Além de organizar a Agrishow, as “entidades” citadas pelo ministro de Lula são também integrantes da cadeia de financiamento do Instituto Pensar Agro (IPA), o braço logístico por trás da FPA. São elas: a Associação Brasileira do Agronegócio (Abag), a Sociedade Rural Brasileira (SRB), a Federação da Agricultura e Pecuária do Estado de São Paulo (Faesp) e a Associação Brasileira da Indústria de Máquinas e Equipamentos (Abimaq).

Conforme revelado pelo dossiê “Os Financiadores da Boiada: como as multinacionais do agronegócio sustentam a bancada ruralista e patrocinam o desmonte socioambiental“, publicado em julho de 2022 pelo De Olho nos Ruralistas, cada uma das 48 associações mantenedoras do IPA contribui com verbas mensais, que são aplicadas na operação da máquina de lobby ruralista.

As associações, por sua vez, são compostas por 1.078 empresas privadas e mais de 69 mil associados individuais — entre sojicultores, pecuaristas, usineiros e algodoeiros, além de multinacionais como as produtoras de agrotóxicos e sementes transgênicas Bayer, Basf e Syngenta, as processadoras de soja Cargill, Bunge, ADM e Louis Dreyfus; os frigoríficos JBS e Marfrig e indústrias do setor alimentício como Nestlé e Danone.

AGRISHOW FEZ CAMPANHA ABERTA PARA BOLSONARO EM 2022

Depois de dois anos sem a realização de eventos presenciais por conta da pandemia, a 27ª edição da Agrishow, realizada entre 25 e 29 de abril de 2022, ficou marcada como primeiro grande ato de campanha de Jair Bolsonaro na disputa pela reeleição. Com apoio explícito do agronegócio, o ex-presidente participou da cerimônia de abertura do evento e fez um discurso atacando o Supremo Tribunal Federal (STF) e os povos indígenas.

Semanas antes, a corte havia colocado em pauta o julgamento sobre a aplicação do “marco temporal” na demarcação da Terra Indígena Guyraroká, no Mato Grosso do Sul. Segundo essa tese, só teriam direito à demarcação as etnias que consigam comprovar a ocupação ininterrupta da área desde 05 de outubro de 1988, data de promulgação da Constituição.

Na ocasião, Bolsonaro disse que não cumpriria a decisão do STF caso os ministros não aprovassem o Marco Temporal. “Ou entrego a chave para o Supremo, ou não vou cumprir”, afirmou, sob aplausos de dirigentes de sindicatos rurais e associações do agronegócio. “Se eles [ministros] acham que podem fazer melhor, que se candidatem.

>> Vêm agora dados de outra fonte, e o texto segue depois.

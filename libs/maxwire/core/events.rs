//! Push-event fan-out
//!
//! # Architecture
//!
//! ```text
//! Receive loop → unsolicited Frame → EventBus::publish
//!                                        ├─ incoming queue (opt-in, bounded, try_send)
//!                                        └─ categorize → [kinds] → handler tasks
//!                                                                  (one per registration, spawned
//!                                                                   in registration order; the
//!                                                                   filter runs inside the task)
//! ```
//!
//! `publish` never awaits: a slow consumer loses events (counted and
//! logged) instead of stalling the receive loop.

use super::connection_state::AtomicMetrics;
use super::tasks::TaskSupervisor;
use crate::protocol::{opcode, Frame};
use crate::traits::{Event, EventFilter, EventHandler, EventKind, Result};
use futures::future::BoxFuture;
use parking_lot::{Mutex, RwLock};
use std::collections::HashMap;
use std::sync::Arc;
use tokio::sync::mpsc;
use tracing::{debug, warn};

/// Callback run once the session reaches `Running`
pub type StartCallback = Arc<dyn Fn() -> BoxFuture<'static, Result<()>> + Send + Sync>;

#[derive(Clone)]
struct Registration {
    handler: Arc<dyn EventHandler>,
    filter: Option<Arc<dyn EventFilter>>,
}

pub struct EventBus {
    handlers: RwLock<HashMap<EventKind, Vec<Registration>>>,
    on_start: RwLock<Vec<StartCallback>>,
    incoming: Mutex<Option<mpsc::Sender<Frame>>>,
    capacity: usize,
    tasks: Arc<TaskSupervisor>,
    metrics: Arc<AtomicMetrics>,
}

/// Event kinds an unsolicited frame maps to, in dispatch order
///
/// A message carrying status `EDITED`/`REMOVED` goes to the edit/delete
/// handlers first and then to the plain message handlers. Every frame ends
/// with `Raw`.
pub fn categorize(frame: &Frame) -> Vec<EventKind> {
    let mut kinds = Vec::with_capacity(3);
    match frame.opcode {
        opcode::NOTIF_MESSAGE => {
            let status = frame
                .payload
                .get("message")
                .and_then(|m| m.get("status"))
                .and_then(|s| s.as_str());
            match status {
                Some("EDITED") => kinds.push(EventKind::MessageEdit),
                Some("REMOVED") => kinds.push(EventKind::MessageDelete),
                _ => {}
            }
            kinds.push(EventKind::Message);
        }
        opcode::NOTIF_MSG_REACTIONS_CHANGED => kinds.push(EventKind::ReactionChange),
        opcode::NOTIF_CHAT => kinds.push(EventKind::ChatUpdate),
        _ => {}
    }
    kinds.push(EventKind::Raw);
    kinds
}

impl EventBus {
    pub fn new(capacity: usize, tasks: Arc<TaskSupervisor>, metrics: Arc<AtomicMetrics>) -> Self {
        Self {
            handlers: RwLock::new(HashMap::new()),
            on_start: RwLock::new(Vec::new()),
            incoming: Mutex::new(None),
            capacity,
            tasks,
            metrics,
        }
    }

    /// Register a handler for `kind`
    pub fn subscribe(
        &self,
        kind: EventKind,
        handler: Arc<dyn EventHandler>,
        filter: Option<Arc<dyn EventFilter>>,
    ) {
        debug!("Handler registered for {:?} (filtered: {})", kind, filter.is_some());
        self.handlers
            .write()
            .entry(kind)
            .or_default()
            .push(Registration { handler, filter });
    }

    pub fn on_start(&self, callback: StartCallback) {
        self.on_start.write().push(callback);
    }

    pub fn handler_count(&self, kind: EventKind) -> usize {
        self.handlers.read().get(&kind).map_or(0, Vec::len)
    }

    /// Enable the bounded inbound queue and return its receiving end
    ///
    /// Calling this again replaces the previous receiver.
    pub fn incoming_stream(&self) -> mpsc::Receiver<Frame> {
        let (tx, rx) = mpsc::channel(self.capacity);
        *self.incoming.lock() = Some(tx);
        rx
    }

    /// Fan an unsolicited frame out to the queue and the handlers
    pub fn publish(&self, frame: Frame) {
        self.offer_incoming(&frame);

        let kinds = categorize(&frame);
        let handlers = self.handlers.read();
        for kind in kinds {
            let Some(registrations) = handlers.get(&kind) else {
                continue;
            };
            let event = Event::new(kind, frame.clone());
            for registration in registrations {
                let Registration { handler, filter } = registration.clone();
                let event = event.clone();
                // Filters are user code too; a panic must stay inside the task
                self.tasks.spawn("event_handler", async move {
                    if filter.map_or(true, |f| f.matches(&event)) {
                        handler.handle(event).await
                    } else {
                        Ok(())
                    }
                });
            }
        }
    }

    fn offer_incoming(&self, frame: &Frame) {
        let mut incoming = self.incoming.lock();
        let Some(tx) = incoming.as_ref() else {
            return;
        };
        match tx.try_send(frame.clone()) {
            Ok(()) => {}
            Err(mpsc::error::TrySendError::Full(dropped)) => {
                self.metrics.increment_dropped_events();
                warn!(
                    "Incoming queue full; dropping frame opcode={} seq={}",
                    dropped.opcode, dropped.seq
                );
            }
            Err(mpsc::error::TrySendError::Closed(_)) => {
                debug!("Incoming stream receiver dropped, disabling queue");
                *incoming = None;
            }
        }
    }

    /// Run the start callbacks in registration order
    pub async fn run_on_start(&self) {
        let callbacks: Vec<StartCallback> = self.on_start.read().clone();
        for callback in callbacks {
            if let Err(e) = callback().await {
                warn!("on_start callback failed: {}", e);
            }
        }
    }
}

#[cfg(test)]
mod tests {
    use super::*;
    use crate::traits::handler_fn;
    use futures::FutureExt;
    use serde_json::json;
    use std::time::Duration;
    use tracing::Span;

    fn bus(capacity: usize) -> (EventBus, Arc<AtomicMetrics>) {
        let metrics = Arc::new(AtomicMetrics::new());
        let tasks = Arc::new(TaskSupervisor::new(Span::none()));
        (EventBus::new(capacity, tasks, metrics.clone()), metrics)
    }

    fn message(status: Option<&str>) -> Frame {
        let mut msg = json!({"id": "1", "text": "hi"});
        if let Some(s) = status {
            msg["status"] = json!(s);
        }
        Frame::new(11, 0, 77, opcode::NOTIF_MESSAGE, json!({"chatId": 5, "message": msg}))
    }

    #[test]
    fn test_categorize() {
        assert_eq!(categorize(&message(None)), vec![EventKind::Message, EventKind::Raw]);
        assert_eq!(
            categorize(&message(Some("EDITED"))),
            vec![EventKind::MessageEdit, EventKind::Message, EventKind::Raw]
        );
        assert_eq!(
            categorize(&message(Some("REMOVED"))),
            vec![EventKind::MessageDelete, EventKind::Message, EventKind::Raw]
        );
        let reaction = Frame::new(11, 0, 1, opcode::NOTIF_MSG_REACTIONS_CHANGED, json!({}));
        assert_eq!(categorize(&reaction), vec![EventKind::ReactionChange, EventKind::Raw]);
        let other = Frame::new(11, 0, 1, 999, json!({}));
        assert_eq!(categorize(&other), vec![EventKind::Raw]);
    }

    #[tokio::test]
    async fn test_handlers_and_filters() {
        let (bus, _) = bus(8);
        let (tx, mut rx) = mpsc::unbounded_channel::<(EventKind, String)>();

        for tag in ["first", "second"] {
            let tx = tx.clone();
            bus.subscribe(
                EventKind::Message,
                Arc::new(handler_fn(move |event: Event| {
                    let tx = tx.clone();
                    async move {
                        let _ = tx.send((event.kind, tag.to_string()));
                        Ok::<(), crate::MaxWireError>(())
                    }
                })),
                None,
            );
        }
        let edit_tx = tx.clone();
        bus.subscribe(
            EventKind::MessageEdit,
            Arc::new(handler_fn(move |event: Event| {
                let tx = edit_tx.clone();
                async move {
                    let _ = tx.send((event.kind, "edit".to_string()));
                    Ok::<(), crate::MaxWireError>(())
                }
            })),
            Some(Arc::new(|e: &Event| e.chat_id() == Some(999))),
        );

        bus.publish(message(Some("EDITED")));

        let mut seen = Vec::new();
        for _ in 0..2 {
            seen.push(tokio::time::timeout(Duration::from_secs(1), rx.recv()).await.unwrap().unwrap());
        }
        seen.sort_by(|a, b| a.1.cmp(&b.1));
        assert_eq!(
            seen,
            vec![
                (EventKind::Message, "first".to_string()),
                (EventKind::Message, "second".to_string())
            ]
        );
        // The edit handler's filter rejected chat 5
        assert!(tokio::time::timeout(Duration::from_millis(50), rx.recv()).await.is_err());
    }

    #[tokio::test]
    async fn test_panicking_filter_is_contained() {
        let (bus, _) = bus(8);
        let (tx, mut rx) = mpsc::unbounded_channel::<String>();

        let bad_tx = tx.clone();
        bus.subscribe(
            EventKind::Message,
            Arc::new(handler_fn(move |_event: Event| {
                let tx = bad_tx.clone();
                async move {
                    let _ = tx.send("unreachable".to_string());
                    Ok::<(), crate::MaxWireError>(())
                }
            })),
            Some(Arc::new(|_: &Event| -> bool { panic!("filter bug") })),
        );
        bus.subscribe(
            EventKind::Message,
            Arc::new(handler_fn(move |event: Event| {
                let tx = tx.clone();
                async move {
                    let _ = tx.send(event.text().unwrap_or_default().to_string());
                    Ok::<(), crate::MaxWireError>(())
                }
            })),
            None,
        );

        // Returns normally even though a filter panics
        bus.publish(message(None));
        bus.publish(message(None));

        for _ in 0..2 {
            let seen = tokio::time::timeout(Duration::from_secs(1), rx.recv()).await.unwrap();
            assert_eq!(seen.as_deref(), Some("hi"));
        }
        assert!(tokio::time::timeout(Duration::from_millis(50), rx.recv()).await.is_err());
    }

    #[tokio::test]
    async fn test_incoming_queue_drops_when_full() {
        let (bus, metrics) = bus(2);
        let mut rx = bus.incoming_stream();
        for _ in 0..5 {
            bus.publish(message(None));
        }
        assert_eq!(metrics.snapshot().dropped_events, 3);
        assert!(rx.recv().await.is_some());
        assert!(rx.recv().await.is_some());
        assert!(rx.try_recv().is_err());
    }

    #[tokio::test]
    async fn test_start_callbacks_in_order() {
        let (bus, _) = bus(1);
        let order = Arc::new(Mutex::new(Vec::new()));
        for i in 0..3 {
            let order = order.clone();
            bus.on_start(Arc::new(move || {
                let order = order.clone();
                async move {
                    order.lock().push(i);
                    Ok::<(), crate::MaxWireError>(())
                }
                .boxed()
            }));
        }
        bus.run_on_start().await;
        assert_eq!(*order.lock(), vec![0, 1, 2]);
    }
}
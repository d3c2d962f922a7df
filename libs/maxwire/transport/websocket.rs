use super::{net, tls, ProxyConfig};
use crate::core::config::ClientConfig;
use crate::protocol::{Frame, JsonCodec};
use crate::traits::{MaxWireError, Result, Transport, TransportKind};
use async_trait::async_trait;
use futures::stream::{SplitSink, SplitStream};
use futures::{SinkExt, StreamExt};
use std::time::Duration;
use tokio::net::TcpStream;
use tokio::sync::Mutex;
use tokio_tungstenite::tungstenite::client::IntoClientRequest;
use tokio_tungstenite::tungstenite::http;
use tokio_tungstenite::tungstenite::Message;
use tokio_tungstenite::{Connector, MaybeTlsStream, WebSocketStream};
use tracing::{debug, info, warn};
use url::Url;

type WsStream = WebSocketStream<MaybeTlsStream<TcpStream>>;

/// Message-oriented transport: one JSON frame per WebSocket text message
///
/// The sink and the stream halves sit behind separate locks so the receive
/// loop never blocks senders.
pub struct WebSocketTransport {
    url: Url,
    origin: String,
    user_agent: String,
    proxy: Option<ProxyConfig>,
    verify_tls: bool,
    connect_timeout: Duration,
    sink: Mutex<Option<SplitSink<WsStream, Message>>>,
    source: Mutex<Option<SplitStream<WsStream>>>,
}

impl WebSocketTransport {
    pub fn from_config(config: &ClientConfig) -> Result<Self> {
        let url = Url::parse(&config.uri)
            .map_err(|e| MaxWireError::Configuration(format!("Invalid uri '{}': {}", config.uri, e)))?;
        Ok(Self {
            url,
            origin: config.origin.clone(),
            user_agent: config.user_agent.header_user_agent.clone(),
            proxy: ProxyConfig::resolve(config.proxy.as_deref())?,
            verify_tls: config.verify_tls,
            connect_timeout: config.connect_timeout(),
            sink: Mutex::new(None),
            source: Mutex::new(None),
        })
    }

    async fn open(&self) -> Result<WsStream> {
        let host = self
            .url
            .host_str()
            .ok_or_else(|| MaxWireError::Configuration(format!("uri '{}' has no host", self.url)))?;
        let port = self.url.port_or_known_default().unwrap_or(443);

        let stream = net::connect_tcp(host, port, self.proxy.as_ref()).await?;

        let mut request = self
            .url
            .as_str()
            .into_client_request()
            .map_err(|e| MaxWireError::Configuration(format!("Failed to create request: {}", e)))?;
        for (name, value) in [
            (http::header::ORIGIN, self.origin.as_str()),
            (http::header::USER_AGENT, self.user_agent.as_str()),
        ] {
            match value.parse::<http::header::HeaderValue>() {
                Ok(header_value) => {
                    request.headers_mut().insert(name, header_value);
                }
                Err(_) => warn!("Invalid header value for '{}': {}", name, value),
            }
        }

        let connector = match self.url.scheme() {
            "wss" => Some(Connector::NativeTls(tls::connector(self.verify_tls)?)),
            _ => None,
        };

        let (ws_stream, _) =
            tokio_tungstenite::client_async_tls_with_config(request, stream, None, connector)
                .await
                .map_err(|e| MaxWireError::HandshakeFailed(format!("WebSocket upgrade: {}", e)))?;
        Ok(ws_stream)
    }
}

#[async_trait]
impl Transport for WebSocketTransport {
    fn kind(&self) -> TransportKind {
        TransportKind::Websocket
    }

    async fn connect(&self) -> Result<()> {
        let ws_stream = tokio::time::timeout(self.connect_timeout, self.open())
            .await
            .map_err(|_| {
                MaxWireError::HandshakeFailed(format!(
                    "connect to {} timed out after {:?}",
                    self.url, self.connect_timeout
                ))
            })??;

        let (write, read) = ws_stream.split();
        *self.sink.lock().await = Some(write);
        *self.source.lock().await = Some(read);
        info!("Connected to {}", self.url);
        Ok(())
    }

    async fn send_frame(&self, frame: &Frame) -> Result<()> {
        let text = JsonCodec::encode(frame)?;
        let mut guard = self.sink.lock().await;
        let sink = guard.as_mut().ok_or(MaxWireError::NotConnected)?;
        sink.send(Message::Text(text))
            .await
            .map_err(|e| MaxWireError::SendFailed(format!("WebSocket send: {}", e)))
    }

    async fn receive_frame(&self) -> Result<Frame> {
        let mut guard = self.source.lock().await;
        let source = guard.as_mut().ok_or(MaxWireError::NotConnected)?;

        loop {
            match source.next().await {
                Some(Ok(Message::Text(text))) => return JsonCodec::decode(&text),
                Some(Ok(Message::Binary(data))) => {
                    let text = std::str::from_utf8(&data)
                        .map_err(|e| MaxWireError::Decode(format!("binary message: {}", e)))?;
                    return JsonCodec::decode(text);
                }
                Some(Ok(Message::Close(close))) => {
                    return Err(MaxWireError::ConnectionClosed(format!(
                        "server closed: {:?}",
                        close
                    )))
                }
                Some(Ok(_)) => continue, // ping/pong/raw frame
                Some(Err(e)) => {
                    return Err(MaxWireError::ConnectionClosed(format!("WebSocket: {}", e)))
                }
                None => return Err(MaxWireError::ConnectionClosed("stream ended".into())),
            }
        }
    }

    async fn close(&self) -> Result<()> {
        if let Some(mut sink) = self.sink.lock().await.take() {
            if let Err(e) = sink.close().await {
                debug!("WebSocket close: {}", e);
            }
        }
        // A reader still parked on the stream sees the close on its own
        if let Ok(mut source) = self.source.try_lock() {
            source.take();
        }
        Ok(())
    }
}
use super::{net, tls, ProxyConfig};
use crate::core::config::ClientConfig;
use crate::protocol::{read_frame, BinaryCodec, Frame};
use crate::traits::{MaxWireError, Result, Transport, TransportKind};
use async_trait::async_trait;
use std::time::Duration;
use tokio::io::{AsyncWriteExt, ReadHalf, WriteHalf};
use tokio::net::TcpStream;
use tokio::sync::Mutex;
use tokio_native_tls::TlsStream;
use tracing::{debug, info};

type Stream = TlsStream<TcpStream>;

/// Byte-stream transport: raw TLS socket with binary framing
pub struct SocketTransport {
    host: String,
    port: u16,
    proxy: Option<ProxyConfig>,
    verify_tls: bool,
    connect_timeout: Duration,
    reader: Mutex<Option<ReadHalf<Stream>>>,
    writer: Mutex<Option<WriteHalf<Stream>>>,
}

impl SocketTransport {
    pub fn from_config(config: &ClientConfig) -> Result<Self> {
        Ok(Self {
            host: config.host.clone(),
            port: config.port,
            proxy: ProxyConfig::resolve(config.proxy.as_deref())?,
            verify_tls: config.verify_tls,
            connect_timeout: config.connect_timeout(),
            reader: Mutex::new(None),
            writer: Mutex::new(None),
        })
    }

    async fn open(&self) -> Result<Stream> {
        let tcp = net::connect_tcp(&self.host, self.port, self.proxy.as_ref()).await?;
        tls::handshake(tcp, &self.host, self.verify_tls).await
    }
}

#[async_trait]
impl Transport for SocketTransport {
    fn kind(&self) -> TransportKind {
        TransportKind::Socket
    }

    async fn connect(&self) -> Result<()> {
        let stream = tokio::time::timeout(self.connect_timeout, self.open())
            .await
            .map_err(|_| {
                MaxWireError::HandshakeFailed(format!(
                    "connect to {}:{} timed out after {:?}",
                    self.host, self.port, self.connect_timeout
                ))
            })??;

        let (read, write) = tokio::io::split(stream);
        *self.writer.lock().await = Some(write);
        *self.reader.lock().await = Some(read);
        info!("Connected to {}:{}", self.host, self.port);
        Ok(())
    }

    async fn send_frame(&self, frame: &Frame) -> Result<()> {
        let bytes = BinaryCodec::encode(frame)?;
        let mut guard = self.writer.lock().await;
        let writer = guard.as_mut().ok_or(MaxWireError::NotConnected)?;
        writer
            .write_all(&bytes)
            .await
            .map_err(|e| MaxWireError::io("socket write", e))?;
        writer
            .flush()
            .await
            .map_err(|e| MaxWireError::io("socket flush", e))
    }

    async fn receive_frame(&self) -> Result<Frame> {
        let mut guard = self.reader.lock().await;
        let reader = guard.as_mut().ok_or(MaxWireError::NotConnected)?;
        read_frame(reader).await
    }

    async fn close(&self) -> Result<()> {
        if let Some(mut writer) = self.writer.lock().await.take() {
            if let Err(e) = writer.shutdown().await {
                debug!("Socket shutdown: {}", e);
            }
        }
        if let Ok(mut reader) = self.reader.try_lock() {
            reader.take();
        }
        Ok(())
    }
}
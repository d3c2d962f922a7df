//! Sequence-correlated request/response dispatch
//!
//! Every request gets the next sequence number (wrapped to the transport's
//! header width) and a single-resolution slot in the pending table. The
//! receive loop hands each inbound frame to [`Dispatcher::resolve`]: a
//! frame whose sequence is pending completes that slot exactly once, every
//! other frame comes back as unsolicited.
//!
//! The pending table is only touched inside short `parking_lot` critical
//! sections; the transport write lock is never held while waiting for a
//! response.

use super::connection_state::{AtomicConnectionState, AtomicMetrics};
use crate::protocol::{Frame, SequenceWidth};
use crate::traits::{MaxWireError, RequestSender, Result, Transport};
use async_trait::async_trait;
use parking_lot::Mutex;
use serde_json::Value;
use std::collections::HashMap;
use std::sync::atomic::{AtomicU64, Ordering};
use std::sync::Arc;
use std::time::Duration;
use tokio::sync::oneshot;
use tracing::{debug, warn};

type Waiter = oneshot::Sender<Result<Frame>>;

/// Outcome of feeding an inbound frame to the dispatcher
#[derive(Debug)]
pub enum Resolution {
    /// Delivered to the request waiting on this sequence
    Matched,
    /// Nobody is waiting; the frame is a push event
    Unsolicited(Frame),
}

pub struct Dispatcher {
    transport: Arc<dyn Transport>,
    state: Arc<AtomicConnectionState>,
    metrics: Arc<AtomicMetrics>,
    version: u8,
    width: SequenceWidth,
    seq: AtomicU64,
    request_ids: AtomicU64,
    /// seq -> (request id, waiter); the id tells a slot apart from a newer
    /// one that reused the same sequence
    pending: Mutex<HashMap<u64, (u64, Waiter)>>,
}

/// Removes a pending slot when the waiting future finishes or is dropped
struct PendingGuard<'a> {
    pending: &'a Mutex<HashMap<u64, (u64, Waiter)>>,
    seq: u64,
    id: u64,
}

impl Drop for PendingGuard<'_> {
    fn drop(&mut self) {
        let mut pending = self.pending.lock();
        if pending.get(&self.seq).map_or(false, |(id, _)| *id == self.id) {
            pending.remove(&self.seq);
        }
    }
}

impl Dispatcher {
    pub fn new(
        transport: Arc<dyn Transport>,
        state: Arc<AtomicConnectionState>,
        metrics: Arc<AtomicMetrics>,
        version: u8,
    ) -> Self {
        let width = transport.kind().sequence_width();
        Self {
            transport,
            state,
            metrics,
            version,
            width,
            seq: AtomicU64::new(0),
            request_ids: AtomicU64::new(0),
            pending: Mutex::new(HashMap::new()),
        }
    }

    pub fn transport(&self) -> &Arc<dyn Transport> {
        &self.transport
    }

    #[inline]
    fn next_seq(&self) -> u64 {
        self.width.wrap(self.seq.fetch_add(1, Ordering::Relaxed))
    }

    fn send_error(e: MaxWireError) -> MaxWireError {
        match e {
            MaxWireError::NotConnected
            | MaxWireError::SendFailed(_)
            | MaxWireError::Encode(_) => e,
            other => MaxWireError::SendFailed(other.to_string()),
        }
    }

    /// Send a request and wait for its response frame
    ///
    /// # Errors
    /// - `NotConnected` when no transport is up
    /// - `SendFailed` when the write fails
    /// - `Timeout` when nothing arrives within `timeout`
    /// - `Cancelled` when a newer request reused this sequence first
    /// - whatever the connection failure was, when it drops mid-wait
    pub async fn send_and_wait(
        &self,
        opcode: u16,
        payload: Value,
        cmd: u16,
        timeout: Duration,
    ) -> Result<Frame> {
        if !self.state.is_connected() {
            return Err(MaxWireError::NotConnected);
        }

        let seq = self.next_seq();
        let id = self.request_ids.fetch_add(1, Ordering::Relaxed);
        let frame = Frame::new(self.version, cmd, seq, opcode, payload);
        let (tx, rx) = oneshot::channel();

        {
            let mut pending = self.pending.lock();
            if let Some((_, stale)) = pending.insert(seq, (id, tx)) {
                warn!("Sequence {} reused while still pending, cancelling older request", seq);
                let _ = stale.send(Err(MaxWireError::Cancelled));
            }
        }
        let _guard = PendingGuard {
            pending: &self.pending,
            seq,
            id,
        };

        debug!("Sending frame opcode={} cmd={} seq={}", opcode, cmd, seq);
        self.transport
            .send_frame(&frame)
            .await
            .map_err(Self::send_error)?;
        self.metrics.increment_sent();

        match tokio::time::timeout(timeout, rx).await {
            Ok(Ok(result)) => result,
            Ok(Err(_)) => Err(MaxWireError::NotConnected),
            Err(_) => {
                debug!("Request opcode={} seq={} timed out", opcode, seq);
                Err(MaxWireError::Timeout(format!(
                    "no response to opcode={} seq={} within {:?}",
                    opcode, seq, timeout
                )))
            }
        }
    }

    /// Send a frame without registering a pending slot
    pub async fn send_fire_and_forget(&self, opcode: u16, payload: Value, cmd: u16) -> Result<()> {
        if !self.state.is_connected() {
            return Err(MaxWireError::NotConnected);
        }
        let frame = Frame::new(self.version, cmd, self.next_seq(), opcode, payload);
        self.transport
            .send_frame(&frame)
            .await
            .map_err(Self::send_error)?;
        self.metrics.increment_sent();
        Ok(())
    }

    /// Route an inbound frame to its waiter, if any
    pub fn resolve(&self, frame: Frame) -> Resolution {
        let waiter = self.pending.lock().remove(&frame.seq);
        match waiter {
            Some((_, tx)) => match tx.send(Ok(frame)) {
                Ok(()) => Resolution::Matched,
                // Waiter gave up between lookup and delivery
                Err(Ok(frame)) => Resolution::Unsolicited(frame),
                Err(Err(_)) => Resolution::Matched,
            },
            None => Resolution::Unsolicited(frame),
        }
    }

    /// Fail and clear every pending request, returning how many there were
    pub fn fail_all(&self, error: MaxWireError) -> usize {
        let drained: Vec<_> = self.pending.lock().drain().collect();
        let count = drained.len();
        for (_, (_, tx)) in drained {
            let _ = tx.send(Err(error.clone()));
        }
        if count > 0 {
            debug!("Failed {} pending request(s): {}", count, error);
        }
        count
    }

    pub fn pending_count(&self) -> usize {
        self.pending.lock().len()
    }
}

#[async_trait]
impl RequestSender for Dispatcher {
    async fn send_and_wait(
        &self,
        opcode: u16,
        payload: Value,
        cmd: u16,
        timeout: Duration,
    ) -> Result<Frame> {
        Dispatcher::send_and_wait(self, opcode, payload, cmd, timeout).await
    }
}
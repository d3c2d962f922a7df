//! Interactive keep-alive ping
//!
//! # Architecture
//!
//! ```text
//! ┌─────────────────────┐
//! │  Ping Task          │
//! │  (supervised)       │
//! │                     │
//! │  Every interval:    │
//! │  1. Wait for tick   │
//! │  2. PING ───────────┼──> send_and_wait ──> Transport
//! │  3. Repeat          │
//! └─────────────────────┘
//! ```
//!
//! The first ping goes out immediately after the session reaches
//! `Running`. A failed ping is logged and the task keeps going; it only
//! stops when the connection is gone or the task is cancelled with the
//! rest of its connection generation.

use crate::protocol::{opcode, CMD_REQUEST};
use crate::traits::{MaxWireError, RequestSender, Result};
use serde_json::json;
use std::sync::Arc;
use std::time::Duration;
use tracing::{debug, warn};

/// Send `PING {interactive: true}` every `interval`
pub async fn interactive_ping_task<S>(sender: Arc<S>, interval: Duration, timeout: Duration) -> Result<()>
where
    S: RequestSender + ?Sized,
{
    let mut ticker = tokio::time::interval(interval);
    // If a ping is slow, skip the missed ticks rather than bursting
    ticker.set_missed_tick_behavior(tokio::time::MissedTickBehavior::Skip);

    debug!("Ping task started with interval: {:?}", interval);

    loop {
        ticker.tick().await;
        match sender
            .send_and_wait(opcode::PING, json!({"interactive": true}), CMD_REQUEST, timeout)
            .await
        {
            Ok(_) => debug!("Interactive ping sent successfully"),
            Err(MaxWireError::NotConnected) => {
                debug!("Connection gone, stopping ping task");
                return Ok(());
            }
            Err(e) => warn!("Interactive ping failed: {}", e),
        }
    }
}

#[cfg(test)]
mod tests {
    use super::*;
    use crate::protocol::Frame;
    use async_trait::async_trait;
    use parking_lot::Mutex;
    use serde_json::Value;

    struct CountingSender {
        pings: Mutex<Vec<Value>>,
        connected_for: usize,
    }

    #[async_trait]
    impl RequestSender for CountingSender {
        async fn send_and_wait(
            &self,
            opcode: u16,
            payload: Value,
            cmd: u16,
            _timeout: Duration,
        ) -> Result<Frame> {
            let mut pings = self.pings.lock();
            if pings.len() >= self.connected_for {
                return Err(MaxWireError::NotConnected);
            }
            pings.push(payload.clone());
            Ok(Frame::new(11, cmd, 0, opcode, Value::Null))
        }
    }

    #[tokio::test(start_paused = true)]
    async fn test_pings_until_disconnected() {
        let sender = Arc::new(CountingSender {
            pings: Mutex::new(Vec::new()),
            connected_for: 3,
        });
        let started = tokio::time::Instant::now();

        interactive_ping_task(sender.clone(), Duration::from_secs(30), Duration::from_secs(10))
            .await
            .unwrap();

        let pings = sender.pings.lock();
        assert_eq!(pings.len(), 3);
        assert_eq!(pings[0], json!({"interactive": true}));
        // immediate, +30s, +60s, then the fourth attempt at +90s finds no connection
        assert_eq!(started.elapsed(), Duration::from_secs(90));
    }
}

Que sejam a chamada terceira via”.

Após as ameaças de Bolsonaro, a votação do Marco Temporal foi adiada. Conforme revelado pelo De Olho nos Ruralistas, o ex-deputado Neri Geller (PP-MT), que chancelou a indicação de Carlos Fávaro ao Ministério da Agricultura, admitiu que o adiamento era fruto do lobby da FPA, que atuava nos bastidores com a expectativa que o Congresso votasse um projeto de lei instituindo o marco temporal antes das eleições. O projeto não foi votado, diante da vitória de Lula, e o julgamento no STF deve ser retomado em 07 de junho.

Entre as associações que organizam a Agrishow, a postura nas eleições variou entre a neutralidade —Abag e Abimaq — e o apoio explícito à reeleição de Bolsonaro, como declarado pela Faesp e SRB.

PATROCINADORES DA AGRISHOW FINANCIAM INSTITUTO PENSAR AGRO

A 28ª edição da Agrishow conta com patrocínio direto do governo federal e do Banco do Brasil. Além do financiamento público, oito empresas privadas compraram cotas de publicidade na feira agropecuária: os bancos Bradesco e Santander, a petroquímica Braskem, as cooperativas de crédito Sicredi, Sicoob e Cresol, o fundo Genial Investimentos e o grupo de tecnologia Solinftec. A Organização das Cooperativas Brasileiras (OCB) também apoia financeiramente o evento.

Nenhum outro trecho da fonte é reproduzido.